Biological molecules like proteins and RNAs interact within cells to perform specific functions. Some of these inter-molecular protein-RNA interactions lead to the formation of compartments that are separated from the rest of the cell. These compartments broadly function to segregate components from the rest of the cell or concentrate reaction machinery to promote specific processes. Recent research continues to reveal the presence of new compartments driven by loose interactions among disordered regions of proteins, as well as elucidate the functions of known compartments. For example, although nuclear speckles are conserved across cell types throughout the animal kingdom and dysregulation of their components occurs in human diseases including cancer and neurodegenerative disease, their exact functions are still unclear. By uncovering the modulators of nuclear speckles and other condensates in human cells, we can target their properties and observe cellular changes to gain insight into their functions. Understanding the normal regulation and function of cellular processes is crucial to developing methods to reverse disease-mediated changes. The overall objectives of the project were to 1) identify enzymatic regulators of condensates, 2) characterize the interactions between enzymatic regulators and their target condensates, and 3) define the relationships among opposing regulators.

For this project, we ran a microscopy-based screen to uncover phosphatases that regulate various condensates. We found that the PP1 phosphatases, a family of broadly acting serine-threonine phosphatases, maintain a cohesive state in the prominent nuclear condensate nuclear speckles and target similar proteins to the kinase DYRK3. Pushing nuclear speckles to a more dephosphorylated state decreased the rate at which speckle proteins components were lost and gained from their surroundings. At the same time, we found that speckles retain more mRNA, essentially sequestering mRNA within the nucleus where it can’t be translated into proteins. To determine whether nuclear speckle-mediated regulation of mRNA retention affects particular genes, we ran a proximity labelling experiment while modulating the phosphorylation of nuclear speckles. Verifying the results by imaging and quantifying the localization of specific transcripts, we found that although certain functional classes of mRNAs were more enriched within speckles at baseline, speckle dephosphorylation resulted in broad retention of mRNAs across the transcriptome. After identifying the phosphatase regulators of speckles, we then further investigated conditions that could affect phosphatase activity and the possible contributions of regulatory subunits using immunofluorescence and live-cell imaging. We found that dephosphorylation increases under heat shock and oxidative stress and decreases under hypoxic conditions, which was reflected in expected changes in the nuclear retention of mRNAs, and may contribute to broad changes in translation under these conditions. Many human diseases involve either increased oxidative stress or hypoxia, therefore understanding changes in mRNA regulation under these conditions may have future clinical implications.

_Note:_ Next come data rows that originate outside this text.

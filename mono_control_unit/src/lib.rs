//! # Mono Control Unit
//!
//! Hard-realtime balance controller for a single-wheel board. A fixed-rate
//! loop reads the IMU and motor telemetry, shapes a pitch setpoint
//! (centering ramp, nose bias, adaptive torque response, turn tilt,
//! reverse-stop, tilt-backs), runs the balance PID, and writes a motor
//! current — all wrapped by a ride supervisor that decides when riding is
//! permitted and routes every fault to braking.
//!
//! ## Architecture
//!
//! 1. **[`inputs`]** — per-tick sampling and derived signals
//! 2. **[`faults`]** — debounced fault detection
//! 3. **[`setpoint`]** + **[`shapers`]** — setpoint target and additive offsets
//! 4. **[`pid`]** — adaptive-gain balance PID
//! 5. **[`output`]** — current clamping, engage clicks, brake timeout
//! 6. **[`supervisor`]** — the ride state machine tying it together
//! 7. **[`cycle`]** — loop pacing, overshoot correction, RT setup
//!
//! ## Zero-Allocation Loop
//!
//! All runtime state is owned by one [`supervisor::Supervisor`] created at
//! configuration time; the tick path performs no heap allocation. External
//! readers take immutable [`telemetry::Snapshot`] copies of scalar fields.

pub mod cycle;
pub mod faults;
pub mod filter;
pub mod inputs;
pub mod lock;
pub mod output;
pub mod pid;
pub mod ports;
pub mod setpoint;
pub mod shapers;
pub mod sim;
pub mod supervisor;
pub mod telemetry;
pub mod tuning;

mod util;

Additional work also identified PP1 phosphatases as regulators of a condensate in the pathway that cells to secrete molecules. Decreasing phosphorylation of this condensate impeded functional secretion while decreasing the rate at which speckle proteins components were lost and gained from their surroundings, similar to the effects we observed on nuclear speckles.

The results of the project have so far been published as a preprint, and also contributed to a peer-reviewed publication for dissemination to the scientific community.

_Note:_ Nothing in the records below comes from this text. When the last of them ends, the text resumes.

//! Ride supervisor: the state machine wrapping the whole loop.
//!
//! STARTUP waits for the IMU and a sane motor configuration, then drops
//! into FAULT_STARTUP so the normal mount conditions gate the first ride.
//! RUNNING (plus its tilt-back variants) runs the full pipeline —
//! faults → setpoint → shapers → PID → output — and any detected fault
//! routes the motor to braking until the rider remounts level with pads
//! pressed. FAULT_DUTY is sticky and only reclassification by another
//! fault can clear it. The lock gesture is recognized in fault states
//! only, and a locked board refuses to arm.

use mono_common::state::{packed_state, BalancePhase, SetpointMode, SwitchState};

use crate::cycle::LoopTiming;
use crate::faults::FaultMonitor;
use crate::inputs::{InputSampler, Inputs};
use crate::lock::LockRecognizer;
use crate::output::{play_engage_tune, Actuator};
use crate::pid::PidController;
use crate::ports::Board;
use crate::setpoint::SetpointDirector;
use crate::shapers::{LoopFeedback, NoseAngler, TorqueTilt, TurnTilt};
use crate::telemetry::{self, DebugTap, Snapshot};
use crate::tuning::Tuning;

pub struct Supervisor {
    tuning: Tuning,
    phase: BalancePhase,
    sampler: InputSampler,
    faults: FaultMonitor,
    director: SetpointDirector,
    nose: NoseAngler,
    torque: TorqueTilt,
    turn: TurnTilt,
    pid: PidController,
    actuator: Actuator,
    lock: LockRecognizer,
    tap: DebugTap,
    /// Written by the loop runner before each tick; surfaced in telemetry.
    pub timing: LoopTiming,
    tick: u64,
    setpoint: f64,
    inactivity_started: Option<u64>,
    inactivity_timeout_s: f64,
    last_inputs: Inputs,
}

impl Supervisor {
    pub fn new(tuning: Tuning) -> Self {
        Self {
            phase: BalancePhase::Startup,
            sampler: InputSampler::new(),
            faults: FaultMonitor::new(),
            director: SetpointDirector::new(),
            nose: NoseAngler::new(),
            torque: TorqueTilt::new(&tuning),
            turn: TurnTilt::new(),
            pid: PidController::new(),
            actuator: Actuator::new(),
            lock: LockRecognizer::new(&tuning),
            tap: DebugTap::new(),
            timing: LoopTiming::default(),
            tick: 0,
            setpoint: 0.0,
            inactivity_started: None,
            inactivity_timeout_s: tuning.inactivity_timeout_s,
            last_inputs: Inputs::default(),
            tuning,
        }
    }

    // ── Accessors ──

    #[inline]
    pub fn phase(&self) -> BalancePhase {
        self.phase
    }

    #[inline]
    pub fn mode(&self) -> SetpointMode {
        self.director.mode
    }

    #[inline]
    pub fn setpoint(&self) -> f64 {
        self.setpoint
    }

    #[inline]
    pub fn is_locked(&self) -> bool {
        self.lock.is_locked()
    }

    #[inline]
    pub fn tuning(&self) -> &Tuning {
        &self.tuning
    }

    #[inline]
    pub fn current_tick(&self) -> u64 {
        self.tick
    }

    /// Terminal debug command routing.
    #[inline]
    pub fn tap_mut(&mut self) -> &mut DebugTap {
        &mut self.tap
    }

    /// Immutable scalar snapshot for external readers.
    pub fn snapshot(&self) -> Snapshot {
        Snapshot {
            pitch: self.last_inputs.pitch,
            roll: self.last_inputs.roll,
            setpoint: self.setpoint,
            pid_output: self.pid.pid_value,
            motor_current: self.last_inputs.motor_current,
            erpm: self.last_inputs.erpm,
            duty: self.last_inputs.duty,
            adc1: self.last_inputs.adc1,
            adc2: self.last_inputs.adc2,
            torquetilt_target: self.torque.target,
            turntilt_target: self.turn.target,
            integral: self.pid.integral,
            ki: self.pid.ki,
            switch_state: self.last_inputs.switch as u8,
            phase: self.phase as u8,
            packed_state: packed_state(self.phase, self.director.mode, self.turn.cutback),
            locked: self.lock.is_locked() as u8,
        }
    }

    // ── The tick ──

    /// Run one control tick against the board's ports.
    pub fn tick(&mut self, board: &mut Board<'_>) {
        self.tick += 1;
        let riding = self.phase.is_running();
        let inputs = self.sampler.sample(board, &self.tuning, riding);

        match self.phase {
            BalancePhase::Startup => self.startup_tick(board, &inputs),
            phase if phase.is_running() => self.running_tick(board, &inputs),
            BalancePhase::FaultDuty => self.duty_fault_tick(board, &inputs),
            _ => self.fault_tick(board, &inputs),
        }

        self.last_inputs = inputs;
        self.stream_debug(board);
    }

    /// Shut the outputs down on loop exit.
    pub fn shutdown(&mut self, board: &mut Board<'_>) {
        board.signals.beep_off(true);
        self.actuator
            .brake(self.tick, self.last_inputs.abs_erpm, &self.tuning, board.motor);
    }

    // ── Phase bodies ──

    fn startup_tick(&mut self, board: &mut Board<'_>, inputs: &Inputs) {
        self.actuator
            .brake(self.tick, inputs.abs_erpm, &self.tuning, board.motor);

        if board.imu.startup_done() {
            if board.motor.configuration().factory_defaults {
                // A never-detected motor must not balance anyone.
                tracing::warn!("motor configuration at factory defaults, refusing to arm");
                board.signals.beep_on(true);
                board.signals.delay_ms(100);
                board.signals.beep_off(true);
                board.signals.delay_ms(100);
                return;
            }
            self.engage_ready(board, inputs);
        }
        self.inactivity_started = None;
    }

    /// Startup finished: fall into FAULT_STARTUP and greet the rider.
    fn engage_ready(&mut self, board: &mut Board<'_>, inputs: &Inputs) {
        self.reset_ride(inputs.pitch);
        self.phase = BalancePhase::FaultStartup;
        board.signals.set_forward_light(false);
        board.signals.set_brake_light(false);

        let cfg = &self.tuning.cfg;
        if cfg.deadzone > 0.0 {
            play_engage_tune(board.motor, board.signals, cfg.deadzone == 1.0);
        }

        // Ready beep, then one beep per volt the pack sits below LV + 5.
        board.signals.beep_on(true);
        board.signals.delay_ms(100);
        board.signals.beep_off(true);
        let mut threshold = cfg.tiltback_lv + 5.0;
        if inputs.input_voltage < threshold {
            board.signals.delay_ms(300);
            while inputs.input_voltage < threshold {
                board.signals.delay_ms(200);
                board.signals.beep_on(true);
                board.signals.delay_ms(300);
                board.signals.beep_off(true);
                threshold -= 1.0;
            }
        }
        tracing::info!(voltage = inputs.input_voltage, "startup complete, waiting for rider");
    }

    fn running_tick(&mut self, board: &mut Board<'_>, inputs: &Inputs) {
        self.inactivity_started = None;
        self.lock.cancel();

        if let Some(fault) = self.faults.check(
            self.tick,
            inputs,
            &self.tuning,
            self.director.mode,
            self.director.reverse_total_erpm(),
            false,
        ) {
            tracing::warn!(?fault, erpm = inputs.erpm, pitch = inputs.pitch, "fault");
            self.phase = fault;
            return;
        }

        let directive = self
            .director
            .classify(self.tick, inputs, &self.tuning, board.signals);
        if directive.entered_reverse {
            self.faults.arm_reverse(self.tick);
        }
        if directive.reset_integral {
            self.pid.reset_integral();
        }
        self.phase = directive.tiltback_phase.unwrap_or(BalancePhase::Running);

        self.director.interpolate(&self.tuning);
        let mut setpoint = self.director.interpolated;

        if self.director.mode.shaping_active() {
            // Nose bias and torque response stay active during tilt-backs;
            // turn tilt only in plain RUNNING.
            setpoint += self.nose.apply(inputs, &self.tuning, self.torque.interpolated);
            let feedback = LoopFeedback {
                proportional: self.pid.proportional,
                pid_value: self.pid.pid_value,
            };
            setpoint += self
                .torque
                .apply(inputs, &self.tuning, setpoint, &feedback, self.turn.cutback);
            let effect = self.turn.apply(
                inputs,
                &self.tuning,
                self.phase == BalancePhase::Running,
                self.nose.interpolated(),
                self.torque.target,
            );
            if effect.clear_yaw_aggregate {
                self.sampler.clear_yaw_aggregate();
            }
            setpoint += effect.offset;
        }
        self.setpoint = setpoint;

        let raw = self.pid.compute(
            inputs,
            &self.tuning,
            setpoint,
            self.director.mode,
            self.torque.interpolated,
            board.signals,
        );
        let limited = self.actuator.clamp(raw, &self.tuning, board.signals);
        // The smoother chases the value the motor actually got.
        self.pid.pid_value = limited;
        self.actuator.drive(limited, &self.tuning, board.motor);

        self.update_lights(board, inputs);
    }

    fn fault_tick(&mut self, board: &mut Board<'_>, inputs: &Inputs) {
        let cfg = &self.tuning.cfg;

        // A board charged in FAULT_STARTUP only nags once the pack nears
        // the low-voltage band.
        if self.phase != BalancePhase::FaultStartup
            || inputs.input_voltage < cfg.tiltback_lv + 2.0
        {
            let started = *self.inactivity_started.get_or_insert(self.tick);
            if self.inactivity_timeout_s > 0.0
                && self.tuning.ticks_to_s(self.tick - started) > self.inactivity_timeout_s
            {
                board.signals.beep_alert(3, false);
                // Nag again every ten seconds until someone shows up.
                self.inactivity_timeout_s = 10.0;
                self.inactivity_started = Some(self.tick);
            }
        }

        self.lock.update(self.tick, inputs, &self.tuning, board.signals);

        // Mount conditions: level board, pads pressed, not locked.
        if !self.lock.is_locked()
            && inputs.pitch.abs() < cfg.startup_pitch_tolerance
            && inputs.roll.abs() < cfg.startup_roll_tolerance
            && inputs.switch == SwitchState::On
        {
            self.reset_ride(inputs.pitch);
            return;
        }

        self.actuator
            .brake(self.tick, inputs.abs_erpm, &self.tuning, board.motor);
        board.signals.set_forward_light(false);
        board.signals.set_brake_light(false);
    }

    fn duty_fault_tick(&mut self, board: &mut Board<'_>, inputs: &Inputs) {
        // The duty fault must not clear itself the moment the motor rests,
        // or it would spool right back up. Only another fault (evaluated
        // with timers bypassed) may take over.
        if let Some(fault) = self.faults.check(
            self.tick,
            inputs,
            &self.tuning,
            self.director.mode,
            self.director.reverse_total_erpm(),
            true,
        ) {
            if fault != self.phase {
                tracing::info!(?fault, "duty fault reclassified");
            }
            self.phase = fault;
        }
        self.actuator
            .brake(self.tick, inputs.abs_erpm, &self.tuning, board.motor);
        board.signals.set_forward_light(false);
        board.signals.set_brake_light(false);
    }

    // ── Helpers ──

    /// Re-arm every component for a fresh ride and enter RUNNING.
    fn reset_ride(&mut self, pitch: f64) {
        self.pid.reset(&self.tuning);
        self.director.reset(pitch, self.tick);
        self.nose.reset();
        self.torque.reset();
        self.turn.reset();
        self.sampler.reset_ride();
        self.actuator.reset(&self.tuning);
        self.phase = BalancePhase::Running;
        self.setpoint = pitch;
        tracing::info!(pitch, "ride engaged");
    }

    fn update_lights(&mut self, board: &mut Board<'_>, inputs: &Inputs) {
        if inputs.abs_erpm > self.tuning.cfg.fault_adc_half_erpm {
            if self.pid.pid_value > -4.0 {
                board.signals.set_forward_light(true);
                board.signals.set_brake_light(false);
            } else {
                board.signals.set_forward_light(false);
                board.signals.set_brake_light(true);
            }
        } else {
            // Parked: aux mode 5 keeps courtesy lighting on.
            let courtesy = board.motor.configuration().aux_output_mode == 5;
            board.signals.set_forward_light(courtesy);
            board.signals.set_brake_light(courtesy);
        }
    }

    fn stream_debug(&mut self, board: &mut Board<'_>) {
        if let Some(field) = self.tap.sample_pending() {
            let value = self.debug_value(field);
            board.plot.print_value(value);
        }
        let experiments = *self.tap.experiments();
        let now_ms = self.tuning.ticks_to_ms(self.tick);
        for (graph, field) in experiments.iter().enumerate() {
            if *field != 0 {
                board.plot.plot_set_graph(graph);
                board.plot.plot_point(now_ms, self.debug_value(*field));
            }
        }
    }

    /// Value of one debug field (§ terminal commands).
    pub fn debug_value(&self, field: u8) -> f64 {
        match field {
            telemetry::FIELD_MOTOR_POSITION => self.last_inputs.motor_position,
            telemetry::FIELD_SETPOINT => self.setpoint,
            telemetry::FIELD_FILTERED_MOTOR_CURRENT => self.torque.filtered_current,
            telemetry::FIELD_DERIVATIVE => self.pid.derivative,
            telemetry::FIELD_PITCH_DELTA => self.last_inputs.last_pitch - self.last_inputs.pitch,
            telemetry::FIELD_MOTOR_CURRENT => self.last_inputs.motor_current,
            telemetry::FIELD_ERPM => self.last_inputs.erpm,
            telemetry::FIELD_ABS_ERPM => self.last_inputs.abs_erpm,
            telemetry::FIELD_LOOP_TIME => self.timing.loop_time_us,
            telemetry::FIELD_LOOP_DIFF_TIME => self.timing.diff_us,
            telemetry::FIELD_LOOP_OVERSHOOT => self.timing.overshoot_us,
            telemetry::FIELD_FILTERED_LOOP_OVERSHOOT => self.timing.filtered_overshoot_us,
            telemetry::FIELD_FILTERED_DIFF_TIME => self.timing.filtered_diff_us,
            _ => 0.0,
        }
    }
}

// ─── Tests ──────────────────────────────────────────────────────────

The overall objectives for the project were to identify the molecular regulators of biomolecular condensates, then characterize their effects and interactions. Based on our data, we identify PP1 phosphatases and the kinase DYRK3 as co-regulators of two condensates, nuclear speckles and a newly described condensate in the secretory pathway of the cell. We show that proteins within nuclear speckles lose modifications under cellular stress conditions, enabling slower exchange of component proteins with the surrounding fluid and higher retention of mRNAs. When proteins involved in the formation of secretory condensates similarly lose modifications, these condensates also enter a more gel-like state and cellular secretion fails. The project provides a basis to further investigate how the material properties of various condensates affect their functions under diverse cellular conditions. In particular, these results raise additional questions on whether the perturbations to nuclear speckle protein interactions observed in the context of cancer or neurodegenerative disease affect mRNA retention in similar ways to those uncovered here, and whether the molecular regulators PP1 and its regulatory subunits or DYRK3 could be targeted for the development of new therapeutics.